Global Health Security

Global Health Security: Working together to create a healthier, safer world

In today’s interconnected world, infectious diseases and other health threats can spread with alarming speed. Achieving global health security requires collaboration among world leaders to ensure that all countries have the capacity to prevent, detect and respond to public health emergencies. The CDC Foundation works with public and private sector partners to support and strengthen the global health systems that protect the health, safety and security of America and the world.


Global health security involves building strong, resilient public health systems throughout the world that can prevent, detect and respond to infectious disease outbreaks and other public health emergencies, wherever they occur. 

In addition, the CDC Foundation has been supporting efforts to strengthen laboratories, surveillance systems, workforce and emergency management capabilities for many years. In addition to pandemic preparedness, the CDC Foundation supports research to improve our understanding of existing pathogens and new technologies to prevent their spread. The Foundation has prioritized expanding equitable access to vaccines, which will help strengthen global health security.


Our work in global health security encompasses five key areas:

Strengthening surveillance systems

To effectively address current and emerging health threats, countries must have strong, comprehensive surveillance systems capable of monitoring infectious disease cases, strains and outbreaks. The CDC Foundation works with international partners to enhance, expand and integrate surveillance systems. The CDC Foundation is collaborating with CDC around the world to establish and strengthen surveillance of vaccine preventable diseases, including meningitis, rotavirus, pneumococcus, measles, cholera, typhoid, diptheria/pertussis and HPV. In India, we partnered with CDC and the Bill & Melinda Gates Foundation to provide technical support to the Indian Council of Medical Research (ICMR) to develop and strengthen the country’s pneumococcal meningitis surveillance system

The CDC Foundation also establishes and strengthens public-private partnerships to improve disease surveillance, as we have through the MenAfriNet Consortium. The MenAfriNet Consortium is an international partnership of public health organizations working to establish a regional meningitis surveillance network in sub-Saharan Africa.
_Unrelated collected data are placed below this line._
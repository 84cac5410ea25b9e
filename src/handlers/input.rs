//! Request body helpers shared by the JSON handlers.

use std::str::FromStr;

use axum::{
    async_trait,
    extract::{rejection::JsonRejection, FromRequest, Request},
};
use rust_decimal::Decimal;
use serde::{de::DeserializeOwned, Deserialize};
use serde_json::Value;

use crate::error::AppError;

/// `Json<T>` whose rejections are reported as `validation_failed` (400)
/// instead of axum's plain-text 415/422.
pub struct JsonBody<T>(pub T);

#[async_trait]
impl<T, S> FromRequest<S> for JsonBody<T>
where
    T: DeserializeOwned,
    S: Send + Sync,
{
    type Rejection = AppError;

    async fn from_request(req: Request, state: &S) -> Result<Self, Self::Rejection> {
        let axum::Json(value) = axum::Json::<T>::from_request(req, state)
            .await
            .map_err(|rejection: JsonRejection| AppError::Validation(rejection.body_text()))?;
        Ok(JsonBody(value))
    }
}

/// A number the client may send either as a JSON number or as a string
/// (HTML form inputs arrive as text). Numbers keep every digit the client sent.
#[derive(Debug, Clone, Deserialize)]
#[serde(transparent)]
pub struct NumericField(Value);

impl NumericField {
    fn raw(&self) -> Option<String> {
        match &self.0 {
            Value::Number(n) => Some(n.to_string()),
            Value::String(s) => Some(s.trim().to_string()),
            _ => None,
        }
    }

    /// Empty or whitespace-only text, as an untouched form input sends it.
    pub fn is_blank(&self) -> bool {
        matches!(&self.0, Value::String(s) if s.trim().is_empty())
    }

    pub fn to_decimal(&self, field: &str) -> Result<Decimal, AppError> {
        let raw = self.raw().unwrap_or_default();
        Decimal::from_str(&raw)
            .or_else(|_| Decimal::from_scientific(&raw))
            .map_err(|_| AppError::validation(format!("{} must be a number, got {}", field, self.0)))
    }

    /// Whole, non-negative quantity such as a stock count.
    pub fn to_count(&self, field: &str) -> Result<u32, AppError> {
        let raw = self.raw().unwrap_or_default();
        raw.parse::<u32>()
            .map_err(|_| AppError::validation(format!("{} must be a whole number >= 0, got {}", field, self.0)))
    }
}

pub fn required<T>(value: Option<T>, field: &str) -> Result<T, AppError> {
    value.ok_or_else(|| AppError::validation(format!("{} is required", field)))
}

/// Trimmed, non-empty text.
pub fn required_text(value: Option<String>, field: &str) -> Result<String, AppError> {
    let text = required(value, field)?;
    let trimmed = text.trim();
    if trimmed.is_empty() {
        return Err(AppError::validation(format!("{} must not be empty", field)));
    }
    Ok(trimmed.to_string())
}

#[cfg(test)]
mod tests {
    use super::*;

    fn field(json: &str) -> NumericField {
        serde_json::from_str(json).unwrap()
    }

    #[test]
    fn numbers_and_numeric_text_both_parse() {
        assert_eq!(field("10").to_count("quantity").unwrap(), 10);
        assert_eq!(field("\" 10 \"").to_count("quantity").unwrap(), 10);
        assert_eq!(field("12.5").to_decimal("price").unwrap(), Decimal::new(125, 1));
        assert_eq!(field("\"499.99\"").to_decimal("price").unwrap(), Decimal::new(49999, 2));
    }

    #[test]
    fn non_numeric_text_is_rejected_not_zeroed() {
        let err = field("\"ten\"").to_count("quantity").unwrap_err();
        assert!(matches!(err, AppError::Validation(ref msg) if msg.contains("quantity")));

        assert!(field("\"abc\"").to_decimal("amount").is_err());
        assert!(field("\"\"").to_decimal("amount").is_err());
    }

    #[test]
    fn long_amounts_keep_every_digit() {
        let amount = field("1234567890123456.78").to_decimal("amount").unwrap();
        assert_eq!(amount.to_string(), "1234567890123456.78");

        let third = field("0.3333333333333333333").to_decimal("amount").unwrap();
        assert_eq!(third.to_string(), "0.3333333333333333333");
    }

    #[test]
    fn only_numbers_and_text_are_numeric() {
        assert!(field("true").to_decimal("amount").is_err());
        assert!(field("null").to_count("stock").is_err());
        assert!(field("[1]").to_count("stock").is_err());
    }

    #[test]
    fn blank_means_empty_text_only() {
        assert!(field("\"\"").is_blank());
        assert!(field("\"  \"").is_blank());
        assert!(!field("\"0\"").is_blank());
        assert!(!field("0").is_blank());
    }

    #[test]
    fn counts_must_be_whole_and_non_negative() {
        assert!(field("-3").to_count("stock").is_err());
        assert!(field("2.5").to_count("stock").is_err());
    }

    #[test]
    fn required_text_trims_and_rejects_blank() {
        assert_eq!(required_text(Some("  Asha ".into()), "name").unwrap(), "Asha");
        assert!(required_text(Some("   ".into()), "name").is_err());
        assert!(required_text(None, "name").is_err());
    }
}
Strengthening laboratory systems

Sustainable national laboratory systems and regional networks are critical for the detection, identification and reporting of emerging threats. The CDC Foundation works with CDC, regions/countries and partners to enhance the capabilities of laboratory systems to safely and accurately detect and identify pathogens causing outbreaks and epidemic disease. In Nigeria, the CDC Foundation is working to strengthen the capacity of Nigeria’s National Reference Laboratory to conduct integrated serosurveillance—a technology that can measure up to 100 disease-specific markers from a single dried bloodspot. The CDC Foundation has also supported efforts in Tanzania, Nigeria and Senegal to improve local laboratory capacity conduct malaria molecular surveillance, a critical tool to control the malaria epidemic in high burden countries.
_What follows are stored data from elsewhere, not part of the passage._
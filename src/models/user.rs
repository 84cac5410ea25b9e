use std::str::FromStr;

use chrono::{DateTime, Utc};
use serde::{Deserialize, Serialize};

/// MSME size band derived from turnover.
#[derive(Debug, Clone, Copy, Default, PartialEq, Eq, PartialOrd, Ord, Hash, Serialize, Deserialize)]
pub enum SizeCategory {
    #[default]
    #[serde(alias = "micro")]
    Micro,
    #[serde(alias = "small")]
    Small,
    #[serde(alias = "medium")]
    Medium,
}

impl SizeCategory {
    pub fn as_str(self) -> &'static str {
        match self {
            SizeCategory::Micro => "Micro",
            SizeCategory::Small => "Small",
            SizeCategory::Medium => "Medium",
        }
    }
}

impl FromStr for SizeCategory {
    type Err = String;

    fn from_str(s: &str) -> Result<Self, Self::Err> {
        match s.trim().to_ascii_lowercase().as_str() {
            "micro" => Ok(SizeCategory::Micro),
            "small" => Ok(SizeCategory::Small),
            "medium" => Ok(SizeCategory::Medium),
            _ => Err(format!("unknown size category '{}'", s)),
        }
    }
}

#[derive(Debug, Clone, PartialEq, Serialize, Deserialize)]
#[serde(rename_all = "camelCase")]
pub struct User {
    #[serde(rename = "_id", default)]
    pub id: String,
    #[serde(default)]
    pub name: String,
    #[serde(default)]
    pub email: String,
    // Stored and compared as given.
    #[serde(default)]
    pub password: String,
    #[serde(default)]
    pub business_name: String,
    /// Free-form label such as "Pharmacy" or "retail".
    #[serde(rename = "type", default)]
    pub business_type: String,
    #[serde(default = "default_sector")]
    pub sector: String,
    #[serde(default = "default_location")]
    pub location: String,
    #[serde(rename = "size", default)]
    pub size_category: SizeCategory,
    #[serde(default, skip_serializing_if = "Option::is_none")]
    pub created_at: Option<DateTime<Utc>>,
}

pub fn default_sector() -> String {
    "General".to_string()
}

pub fn default_location() -> String {
    "India".to_string()
}

#[derive(Debug, Serialize, Deserialize)]
#[serde(rename_all = "camelCase")]
pub struct UserResponse {
    #[serde(rename = "_id")]
    pub id: String,
    pub name: String,
    pub email: String,
    pub business_name: String,
    #[serde(rename = "type")]
    pub business_type: String,
    pub sector: String,
    pub location: String,
    #[serde(rename = "size")]
    pub size_category: SizeCategory,
}

impl From<User> for UserResponse {
    fn from(user: User) -> Self {
        Self {
            id: user.id,
            name: user.name,
            email: user.email,
            business_name: user.business_name,
            business_type: user.business_type,
            sector: user.sector,
            location: user.location,
            size_category: user.size_category,
        }
    }
}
Strengthening the global public health workforce

Public health workers are the cornerstone of maintaining global health security, and countries and regions must ensure a sufficient and competent workforce in order to identify and address health threats. Health officials and professionals, laboratory workers, epidemiologists, emergency management staff and others are responsible for both ongoing disease surveillance and are the first line of defense against outbreaks and epidemics when they occur.

Some of our ongoing projects to increase the capacity of the global public health workforce include field epidemiology programs in Saudi Arabia and Qatar and equipping a lab in Senegal to build workforce capacity in the region to monitor malaria drug resistance.

Strengthening emergency management systems

Functional emergency response operations are critical to ensuring timely and effective response to public health threats. This requires capacity and coordination within countries as well as regionally and internationally.

We are working with CDC’s Global Disease Detection Operations Center (GDDOC) in a project funded by Resolve to Save Lives that seeks to enhance global event-based surveillance (EBS) capacity in the African region. EBS looks at reports, stories, rumors and other information about health events that could be a serious risk to public health, with the goal of detecting unusual events that might signal an outbreak. This type of surveillance allows CDC and its partners to track any emerging public health threats and act quickly to contain and mitigate the impact.


Public health research, particularly for priority, outbreak-prone pathogens, is critical in advancing our global health security strategies. Nowhere is this work more important than in the development of vaccines. Our Malaria Vaccine Implementation Programme (MVIP) in Kenya evaluated trials of what became the lifesaving RTS,S malaria vaccine. Diseases like Crimean Congo Hemorrhagic Fever Virus, Nipah Virus and avian influenza are global health threats, and yet vaccines do not exist. CDC Foundation is working with CDC to support vaccine development to prevent the spread of highly pathogenic viruses.